|• Dáil Éireann||Dublin South–West,
|• EU Parliament||Dublin|
|• Suburb||5.34 km2 (2.06 sq mi)|
|Elevation||55 m (180 ft)|
|Time zone||WET (UTC+0)|
|• Summer (DST)||IST (WEST) (UTC-1)|
|Wikimedia Commons has media related to Templeogue.|
Templeogue (from Irish: Teach Mealóg, meaning "New Church of Saint Mel") is a suburb of southwest Dublin in Ireland. The original Irish language name Teach Mealóg refers to a chapel named after Saint Mel that was built there in about 1273.
Templeogue is surrounded by the adjacent suburbs of Ballyroan, Butterfield, Firhouse, Greenhills, Kimmage, Knocklyon, Limekiln, Old Orchard, Perrystown, Rathfarnham, Tallaght, Terenure, Tymon, and Whitehall. The three main routes through Templeogue are the R112 regional road (Templeville Road), the N81 national secondary road (Templeogue Road), and the R817 regional road (Cypress Grove Road & Wainsfort Road).

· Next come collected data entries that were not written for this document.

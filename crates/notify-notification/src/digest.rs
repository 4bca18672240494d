//! 일일 시장 요약 메일.
//!
//! 심볼마다 시계열을 가져와 요약 문단을 만들고, 성공한 문단을 빈 줄로
//! 이어 붙여 한 통의 메일로 보냅니다. 심볼 하나의 실패는 기록만 하고
//! 나머지 심볼은 계속 처리하지만, 메일 전송 실패는 전체 실패입니다.

use crate::types::{MailMessage, MailSender, NotificationError};
use async_trait::async_trait;
use chrono::{DateTime, Months, Utc};
use notify_core::{
    BatchError, BatchOutcome, Classify, ErrorKind, MailConfig, StockSeries, Symbol,
    SymbolFailure, SymbolRegistry,
};
use std::fmt;
use std::sync::Arc;
use thiserror::Error;
use tracing::{info, instrument, warn};

/// 시계열 조회 실패.
///
/// 저장소나 차트 API의 에러를 분류와 메시지만 남겨 전달합니다.
#[derive(Debug, Clone, PartialEq, Eq, Error)]
#[error("{message}")]
pub struct SourceError {
    kind: ErrorKind,
    message: String,
}

impl SourceError {
    pub fn new(kind: ErrorKind, message: impl Into<String>) -> Self {
        Self {
            kind,
            message: message.into(),
        }
    }

    /// 분류 가능한 에러를 감쌉니다.
    pub fn wrap<E>(err: &E) -> Self
    where
        E: Classify + fmt::Display + ?Sized,
    {
        Self::new(err.kind(), err.to_string())
    }
}

impl Classify for SourceError {
    fn kind(&self) -> ErrorKind {
        self.kind
    }
}

/// 요약에 사용할 시계열 공급자.
#[async_trait]
pub trait SeriesSource: Send + Sync {
    /// 기간 내 종목 상세 정보와 일별 레코드를 가져옵니다.
    async fn load_series(
        &self,
        symbol: &Symbol,
        start: DateTime<Utc>,
        end: DateTime<Utc>,
    ) -> Result<StockSeries, SourceError>;

    /// 공급자 이름.
    fn name(&self) -> &str;
}

/// 요약 메일 에러.
#[derive(Debug, Error)]
pub enum DigestError {
    /// 요약할 심볼이 하나도 성공하지 못함
    #[error("요약할 데이터가 없습니다: {0}")]
    NothingToSend(BatchError),

    /// 메일 전송 실패
    #[error("요약 메일 전송 실패: {0}")]
    Transport(#[from] NotificationError),

    /// 일부 심볼 실패 (메일은 전송됨)
    #[error(transparent)]
    Partial(#[from] BatchError),
}

impl Classify for DigestError {
    fn kind(&self) -> ErrorKind {
        match self {
            DigestError::Transport(err) => err.kind(),
            DigestError::NothingToSend(err) | DigestError::Partial(err) => err
                .failures
                .first()
                .map(|f| f.kind)
                .unwrap_or(ErrorKind::Analytics),
        }
    }
}

/// 요약 메일 발송 결과.
#[derive(Debug, Clone)]
pub struct DigestReport {
    /// 메일 제목
    pub subject: String,
    /// 메일 본문
    pub body: String,
    /// 본문에 포함된 심볼
    pub delivered: Vec<Symbol>,
    /// 실패한 심볼
    pub failures: Vec<SymbolFailure>,
}

impl DigestReport {
    /// 실패가 남아 있으면 묶어서 에러로 반환합니다.
    pub fn into_result(self) -> Result<Self, DigestError> {
        if self.failures.is_empty() {
            Ok(self)
        } else {
            Err(DigestError::Partial(BatchError {
                failures: self.failures,
            }))
        }
    }
}

/// 현재 시각 공급자.
pub type Clock = Arc<dyn Fn() -> DateTime<Utc> + Send + Sync>;

/// 메일 발신/수신 정보.
#[derive(Debug, Clone)]
pub struct Envelope {
    pub from: String,
    pub from_name: String,
    pub to: String,
    pub category: String,
}

impl Envelope {
    pub fn from_config(config: &MailConfig) -> Self {
        Self {
            from: config.from.clone(),
            from_name: config.from_name.clone(),
            to: config.to.clone(),
            category: config.category.clone(),
        }
    }
}

/// 조회 기간 기본값: 오늘로 끝나는 최근 12개월.
pub const DEFAULT_WINDOW_MONTHS: u32 = 12;

/// 요약 메일 작성 및 발송기.
pub struct DigestNotifier {
    sender: Arc<dyn MailSender>,
    source: Arc<dyn SeriesSource>,
    registry: SymbolRegistry,
    envelope: Envelope,
    clock: Clock,
    window_months: u32,
}

impl DigestNotifier {
    pub fn new(
        sender: Arc<dyn MailSender>,
        source: Arc<dyn SeriesSource>,
        registry: SymbolRegistry,
        envelope: Envelope,
    ) -> Self {
        Self {
            sender,
            source,
            registry,
            envelope,
            clock: Arc::new(Utc::now),
            window_months: DEFAULT_WINDOW_MONTHS,
        }
    }

    /// 현재 시각 공급자를 교체합니다.
    pub fn with_clock(mut self, clock: Clock) -> Self {
        self.clock = clock;
        self
    }

    /// 조회 기간(개월)을 지정합니다.
    pub fn with_window_months(mut self, months: u32) -> Self {
        self.window_months = months;
        self
    }

    /// 제목: `Market Summary {Month DD YYYY}`.
    pub fn subject(now: DateTime<Utc>) -> String {
        format!("Market Summary {}", now.format("%B %d %Y"))
    }

    /// 현재 시각 기준 기본 조회 기간.
    pub fn default_window(&self) -> (DateTime<Utc>, DateTime<Utc>) {
        let end = (self.clock)();
        let start = end
            .checked_sub_months(Months::new(self.window_months))
            .unwrap_or(DateTime::<Utc>::MIN_UTC);
        (start, end)
    }

    /// 기본 조회 기간으로 요약 메일을 보냅니다.
    pub async fn send_digest(&self, symbols: &[Symbol]) -> Result<DigestReport, DigestError> {
        let (start, end) = self.default_window();
        self.build_and_send(symbols, start, end).await
    }

    /// 심볼 순서대로 요약 문단을 만들어 한 통의 메일로 보냅니다.
    ///
    /// 한 심볼도 성공하지 못하면 메일을 보내지 않고 실패 목록을 반환합니다.
    #[instrument(skip(self, symbols), fields(symbols = symbols.len(), source = self.source.name()))]
    pub async fn build_and_send(
        &self,
        symbols: &[Symbol],
        start: DateTime<Utc>,
        end: DateTime<Utc>,
    ) -> Result<DigestReport, DigestError> {
        let mut outcome: BatchOutcome<(Symbol, String)> = BatchOutcome::new();

        for symbol in symbols {
            match self.digest_for(symbol, start, end).await {
                Ok(message) => outcome.push_success((symbol.clone(), message)),
                Err(err) => {
                    warn!(symbol = %symbol, error = %err, "요약 작성 실패");
                    outcome.push_failure(SymbolFailure::from_error(symbol.as_str(), &err));
                }
            }
        }

        let (successes, failures) = outcome.into_parts();
        if successes.is_empty() {
            return Err(DigestError::NothingToSend(BatchError { failures }));
        }

        let (delivered, messages): (Vec<Symbol>, Vec<String>) = successes.into_iter().unzip();
        let subject = Self::subject((self.clock)());
        let body = messages.join("\n\n");

        let message = MailMessage {
            from: self.envelope.from.clone(),
            from_name: self.envelope.from_name.clone(),
            to: self.envelope.to.clone(),
            subject: subject.clone(),
            body: body.clone(),
            category: self.envelope.category.clone(),
        };
        self.sender.send(&message).await?;

        info!(
            sender = self.sender.name(),
            delivered = delivered.len(),
            failed = failures.len(),
            "요약 메일 전송 완료"
        );

        Ok(DigestReport {
            subject,
            body,
            delivered,
            failures,
        })
    }

    async fn digest_for(
        &self,
        symbol: &Symbol,
        start: DateTime<Utc>,
        end: DateTime<Utc>,
    ) -> Result<String, SourceError> {
        let series = self.source.load_series(symbol, start, end).await?;
        series
            .digest_message(&self.registry)
            .map_err(|e| SourceError::wrap(&e))
    }
}

#[cfg(test)]
mod tests {
    use super::*;
    use chrono::TimeZone;

    #[test]
    fn test_subject_uses_full_month_name() {
        let now = Utc.with_ymd_and_hms(2026, 10, 19, 8, 0, 0).unwrap();
        assert_eq!(
            DigestNotifier::subject(now),
            "Market Summary October 19 2026"
        );

        let now = Utc.with_ymd_and_hms(2024, 3, 5, 8, 0, 0).unwrap();
        assert_eq!(DigestNotifier::subject(now), "Market Summary March 05 2024");
    }

    #[test]
    fn test_source_error_keeps_kind() {
        let err = SourceError::new(ErrorKind::Persistence, "symbol N225 not found");
        assert_eq!(err.kind(), ErrorKind::Persistence);
        assert_eq!(err.to_string(), "symbol N225 not found");
    }
}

It is 6.0 kilometres (3.7 mi) from both the city centre to the north and the Dublin Mountains to the south, and to the coast at Dublin Bay on the Irish Sea. It is 55m (180 feet) above sea level and occupies an area of 534 hectares. The River Dodder forms the southern border with Rathfarnham while the River Poddle forms the northern border with Greenhills and Kimmage.

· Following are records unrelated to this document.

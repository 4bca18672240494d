//! 저장소 구현.

pub mod memory;
pub mod postgres;

pub use memory::MemoryStore;
pub use postgres::PgStore;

Prominent views from Templeogue are of Montpelier Hill 5.7 km (3.5 mi) to the southwest, topped by the ruin of the Hellfire Club at 383m (1,257 feet), and of Three Rock Mountain (450m), topped by transmitter masts 7.3 km (4.5 mi) to the southeast.
Templeogue was originally a small village in the rural, southern part of County Dublin. In Elizabethan times it was owned by the Talbot family, who later became prominent as the owners of Mount Talbot. In the seventeenth and eighteenth centuries it was owned by the Domviles who controlled access to Dublin's main water supply, the River Dodder, which passed through their estates. In 1801, the Templeogue Road was constructed, originally as a toll road. Urban expansion of Dublin during the 1950s and '60s absorbed the village.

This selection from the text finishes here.